You can make educated guesses by looking at the тominative singular form of the word:
- words ending in hard consonants are usually masculine (стол 'table'),
- words ending in vowels -а, -я are usually feminine (ма́ма 'Mum', земля́ 'earth, land'),
- words ending in -о, -е are neuter (зо́лото 'gold', мо́ре 'sea').
This approach doesn’t always work:
- words ending in soft consonants are either masculine (учитель 'teacher') or feminine (ночь 'night'); often, the suffix can help (e.g. -ость is feminine, -тель is masculine), but not always;
- sometimes masculine words end in -а, -я, especially names of relatives and informal male names (папа 'dad', Дима 'Dima');
- sometimes masculine words end in -о, especially when they express contempt (человечишко 'snide'),
- indeclinable nouns can belong to virtually any gender (бра 'wall bracket lamp' is neuter, шато́ château is masculine or neuter) and can end in anything.
Of course, this doesn’t work if you don’t have a nominative singular form. In other forms, it’s usually hard to distinguish the gender, especially in plural.
this is a bad sentence - no one would say "there is nothing next to this apple"
Why is Duo obsessed with this sentence. I get this in every single practice I've done for the last 3.5 months.
The speed of the audio is ridiculously fast. There's no point to having audio set so that beginners cannot accurately hear the words being spoken. We can try to mimic the sounds, but I guarantee you that it won't be correct - it will be more like listening to someone speaking tongues in a fake language.

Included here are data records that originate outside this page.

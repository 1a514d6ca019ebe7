//! ServiceRuntime — владелец глобального контейнера и scene-контейнеров.
//!
//! Runtime — явное значение, создаваемое точкой входа приложения; вместо
//! статического singleton-состояния есть один контролируемый аксессор
//! (`install`/`try_current`). Так init/teardown остаётся явным и
//! тестируемым в изоляции.

use std::sync::atomic::{AtomicBool, Ordering};
use std::sync::Arc;

use once_cell::sync::OnceCell;
use parking_lot::RwLock;
use tracing::debug;

use crate::catalog::ServiceCatalog;
use crate::config::ContainerConfig;
use crate::container::ServiceContainer;
use crate::host::{HostAdapter, SceneId};

pub struct ServiceRuntime {
    global: Arc<ServiceContainer>,
    scenes: RwLock<Vec<Arc<ServiceContainer>>>,
    catalog: Arc<ServiceCatalog>,
    host: Arc<dyn HostAdapter>,
    finished: AtomicBool,
}

impl ServiceRuntime {
    pub fn new(host: Arc<dyn HostAdapter>) -> Self {
        Self::with_config(host, ContainerConfig::default())
    }

    pub fn with_config(host: Arc<dyn HostAdapter>, config: ContainerConfig) -> Self {
        let catalog = Arc::new(ServiceCatalog::new());
        let global = ServiceContainer::global(catalog.clone(), host.clone(), config);
        Self {
            global,
            scenes: RwLock::new(Vec::new()),
            catalog,
            host,
            finished: AtomicBool::new(false),
        }
    }

    /// Общий каталог конструкторов и host-деклараций.
    pub fn catalog(&self) -> &Arc<ServiceCatalog> {
        &self.catalog
    }

    pub fn global(&self) -> &Arc<ServiceContainer> {
        &self.global
    }

    /// Контейнер конкретной сцены; создаётся лениво.
    pub fn scene(&self, id: &SceneId) -> Arc<ServiceContainer> {
        let mut scenes = self.scenes.write();
        if let Some(existing) = scenes.iter().find(|c| c.scene_id() == Some(id)) {
            return existing.clone();
        }
        let container = ServiceContainer::scene(id.clone(), self.global.clone());
        scenes.push(container.clone());
        debug!(scene = %id, "scene container created");
        container
    }

    /// "Текущий" scene-контейнер.
    ///
    /// Правило выбора: контейнер активной (по host-у) сцены → первый из
    /// существующих → лениво созданный новый (под активную сцену, либо
    /// анонимный, если host её не сообщил).
    pub fn current_scene(&self) -> Arc<ServiceContainer> {
        let active = self.host.active_scene();
        {
            let scenes = self.scenes.read();
            if let Some(id) = &active {
                if let Some(found) = scenes.iter().find(|c| c.scene_id() == Some(id)) {
                    return found.clone();
                }
            }
            if let Some(first) = scenes.first() {
                return first.clone();
            }
        }
        self.scene(&active.unwrap_or_else(SceneId::anonymous))
    }

    /// Внешняя сцена закончилась: её scope уничтожается, ContainerOwned
    /// привязки получают dispose.
    pub fn unload_scene(&self, id: &SceneId) -> bool {
        let removed = {
            let mut scenes = self.scenes.write();
            scenes
                .iter()
                .position(|c| c.scene_id() == Some(id))
                .map(|index| scenes.remove(index))
        };
        match removed {
            Some(container) => {
                container.clear();
                debug!(scene = %id, "scene container unloaded");
                true
            }
            None => false,
        }
    }

    pub fn loaded_scenes(&self) -> Vec<SceneId> {
        self.scenes
            .read()
            .iter()
            .filter_map(|c| c.scene_id().cloned())
            .collect()
    }

    /// Полный teardown: все сцены, затем глобальный scope. Идемпотентен;
    /// вызывается также из Drop, чтобы teardown нельзя было пропустить.
    pub fn shutdown(&self) {
        if self.finished.swap(true, Ordering::SeqCst) {
            return;
        }
        let scenes: Vec<_> = self.scenes.write().drain(..).collect();
        for scene in scenes {
            scene.clear();
        }
        self.global.clear();
        debug!("service runtime shut down");
    }
}

impl Drop for ServiceRuntime {
    fn drop(&mut self) {
        self.shutdown();
    }
}

impl std::fmt::Debug for ServiceRuntime {
    fn fmt(&self, f: &mut std::fmt::Formatter<'_>) -> std::fmt::Result {
        f.debug_struct("ServiceRuntime")
            .field("scenes", &self.scenes.read().len())
            .field("finished", &self.finished.load(Ordering::SeqCst))
            .finish()
    }
}

static INSTALLED: OnceCell<Arc<ServiceRuntime>> = OnceCell::new();

/// Сделать runtime доступным через процессный аксессор.
///
/// `false`, если runtime уже установлен (существующий не заменяется).
pub fn install(runtime: Arc<ServiceRuntime>) -> bool {
    INSTALLED.set(runtime).is_ok()
}

/// Установленный runtime, если точка входа его публиковала.
pub fn try_current() -> Option<Arc<ServiceRuntime>> {
    INSTALLED.get().cloned()
}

Please, slow down the audio. Or just get rid of it. It's not doing anyone any good at that speed. Or include a slow-speed option on playback.

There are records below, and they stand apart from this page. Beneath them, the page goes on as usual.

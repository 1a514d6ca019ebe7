//! Resolver — алгоритм constructor-injection поверх каталога.
//!
//! Одна `ResolutionSession` живёт ровно один top-level bind-вызов: в ней
//! стек конструирования (детект циклов) и staging разрешённых зависимостей.
//! Staged-записи становятся видимыми хранилищу только при коммите успешной
//! сессии, поэтому упавший bind не оставляет частичных регистраций, а
//! "Constructing"-экземпляры никогда не видны `get`.

use std::any::TypeId;
use std::collections::HashMap;

use tracing::debug;

use crate::binding::{BindingEntry, ServiceHandle};
use crate::catalog::{ConstructorSpec, Dependency, ResolvedArgs};
use crate::container::ServiceContainer;
use crate::errors::ContainerError;

pub(crate) struct ResolutionSession<'a> {
    container: &'a ServiceContainer,
    /// Стек типов, находящихся в процессе конструирования.
    stack: Vec<Dependency>,
    /// Разрешённые по пути зависимости; коммитятся в local scope.
    staged: HashMap<TypeId, BindingEntry>,
}

impl<'a> ResolutionSession<'a> {
    pub(crate) fn new(container: &'a ServiceContainer) -> Self {
        Self {
            container,
            stack: Vec::new(),
            staged: HashMap::new(),
        }
    }

    /// Сконструировать `target` по заявленным кандидатам-конструкторам.
    ///
    /// Кандидаты перебираются от самого параметризованного к нулевому
    /// (greedy tie-break); цикл или превышение глубины прерывают всё
    /// разрешение, не давая перебору поглотить ошибку.
    pub(crate) fn construct(
        &mut self,
        target: Dependency,
    ) -> Result<ServiceHandle, ContainerError> {
        if self.stack.iter().any(|d| d.type_id == target.type_id) {
            let mut chain: Vec<String> =
                self.stack.iter().map(|d| d.type_name.to_string()).collect();
            chain.push(target.type_name.to_string());
            return Err(ContainerError::cyclic(chain));
        }

        let limit = self.container.config().max_construction_depth;
        if self.stack.len() >= limit {
            return Err(ContainerError::DepthExceeded {
                type_name: target.type_name.to_string(),
                limit,
            });
        }

        self.stack.push(target);
        let result = self.construct_inner(target);
        self.stack.pop();
        result
    }

    fn construct_inner(&mut self, target: Dependency) -> Result<ServiceHandle, ContainerError> {
        let candidates = self.container.catalog().constructors_for(target.type_id);
        if candidates.is_empty() {
            return Err(ContainerError::no_constructor(
                target.type_name,
                0,
                "no declared constructors",
            ));
        }

        let mut last_cause: Option<ContainerError> = None;
        for spec in &candidates {
            // Snapshot, чтобы брошенный кандидат не оставил следов в staging.
            let checkpoint = self.staged.clone();
            match self.try_candidate(spec) {
                Ok(handle) => return Ok(handle),
                Err(err) if err.aborts_resolution() => return Err(err),
                Err(err) => {
                    self.staged = checkpoint;
                    if self.container.config().log_resolutions {
                        debug!(
                            target_type = target.type_name,
                            arity = spec.params().len(),
                            cause = %err,
                            "constructor candidate failed, trying next"
                        );
                    }
                    last_cause = Some(err);
                }
            }
        }

        Err(ContainerError::no_constructor(
            target.type_name,
            candidates.len(),
            last_cause
                .map(|err| err.to_string())
                .unwrap_or_else(|| "no candidates tried".to_string()),
        ))
    }

    fn try_candidate(&mut self, spec: &ConstructorSpec) -> Result<ServiceHandle, ContainerError> {
        let mut args = ResolvedArgs::default();
        for dep in spec.params() {
            let handle = self.resolve_dependency(*dep)?;
            args.insert(dep.type_id, handle);
        }

        let handle = spec.build(&args)?;
        self.container.stats_recorder().record_construction();
        // initialize до того, как экземпляр станет доступен другим шагам.
        handle.initialize()?;
        Ok(handle)
    }

    /// Цепочка разрешения параметра: staged/local → parent → host → рекурсия.
    fn resolve_dependency(&mut self, dep: Dependency) -> Result<ServiceHandle, ContainerError> {
        if let Some(entry) = self.staged.get(&dep.type_id) {
            return Ok(entry.handle().clone());
        }
        if let Some(handle) = self.container.lookup_local(dep.type_id) {
            return Ok(handle);
        }
        if let Some(handle) = self.container.lookup_parent(dep.type_id) {
            return Ok(handle);
        }

        // Host-backed: найти во внешнем графе и закэшировать в local scope.
        if let Some(host_spec) = self.container.catalog().host_for(dep.type_id) {
            return match host_spec.fetch(self.container.host_adapter()) {
                Some(handle) => {
                    self.container.stats_recorder().record_host_discovery();
                    if self.container.config().log_resolutions {
                        debug!(
                            dependency = dep.type_name,
                            search_root = host_spec.search_root(),
                            "dependency discovered in host environment"
                        );
                    }
                    self.staged
                        .insert(dep.type_id, BindingEntry::host_owned(handle.clone()));
                    Ok(handle)
                }
                None => Err(ContainerError::host_lookup(
                    dep.type_name,
                    host_spec.search_root(),
                )),
            };
        }

        // Конструируемый тип: рекурсия + кэш в local scope.
        if self.container.catalog().is_constructible(dep.type_id) {
            let handle = self.construct(dep)?;
            self.staged
                .insert(dep.type_id, BindingEntry::container_owned(handle.clone()));
            return Ok(handle);
        }

        let dependent = self
            .stack
            .last()
            .map(|d| d.type_name.to_string())
            .unwrap_or_else(|| "<root>".to_string());
        Err(ContainerError::unresolved(dep.type_name, dependent))
    }

    /// Отдать staged-записи на коммит в хранилище инициировавшего scope.
    pub(crate) fn into_staged(self) -> HashMap<TypeId, BindingEntry> {
        self.staged
    }
}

Why isn't "There is nothing by this apple" correct? Does Russian make a distinction between "near" and "by"?
Is this talking about another object's proximity to the apple?
Or, a comparison to the apple? Like, nothing comes close to this apple!
It’s talking about the physical proximity.
To say ‘Nothing comes close to this apple’, you need to use a different construction: «Ничто́ не сравни́ться с э́тим я́блоком» (literally ‘Nothing will be compared to this apple’) or «Ничто́ не идёт в сравне́ние с э́тим я́блоком» (literally ‘Nothing goes into comparison with this apple’).
- In the ‘Learn Russian from English’ course, ‘the’ is never translated with «этот» (it can be translated by word order and other means, though). So, ‘the’ is not translated directly, and ‘this’ is «этот».
- In ‘Learn English from Russian’, ‘the’ is always translated with «этот». So, ‘the’ and ‘this’ are translated in the same way.
Does the Russian - English course use the words 'the' and 'this' correctly from a Russian point of view?
I don’t think there is a ‘Russian point of view’ on how to translate articles. Articles are absent from the Russian point of view.
Exactly, so different teams used different approaches to translating articles. You might find that French for Russians might use a different approach than English for Russians. And now when we are developing the new English tree for Russians we're not translating the as этот any longer. But that required a significant change to the tree structure and a set of completely new sentences. I cannot reuse almost anything from the old course.
And just a clarification, "the" is not always translated as "этот", only where it would make sense. We do not translate The President of Russia as Этот президент России. We will leave it as Президент России.
And another clarification :)))
Though you are absolutely right in general about the rules in Russian for English, the problem is that some sentences from the reverse course end up in it. In such cases, "the" might be translated, adding to the confusion.
Can somebody please explain me the difference between the exact meaning of ничего and ничего нет?
I've started to lose track with regards to the order of words. It makes no sense to me. Any points and tips will be much appreciated.
Second question in a row where "by" is not accepted as a translation of "возле". Hmph!
This is a very useful statement to have in our arsenals. Maybe in a bit we'll learn how to say there's a STONE near the apple. Then we'll really be set for a conversation with a Muscovite. As we ride into town on our horses with our guitars and motors.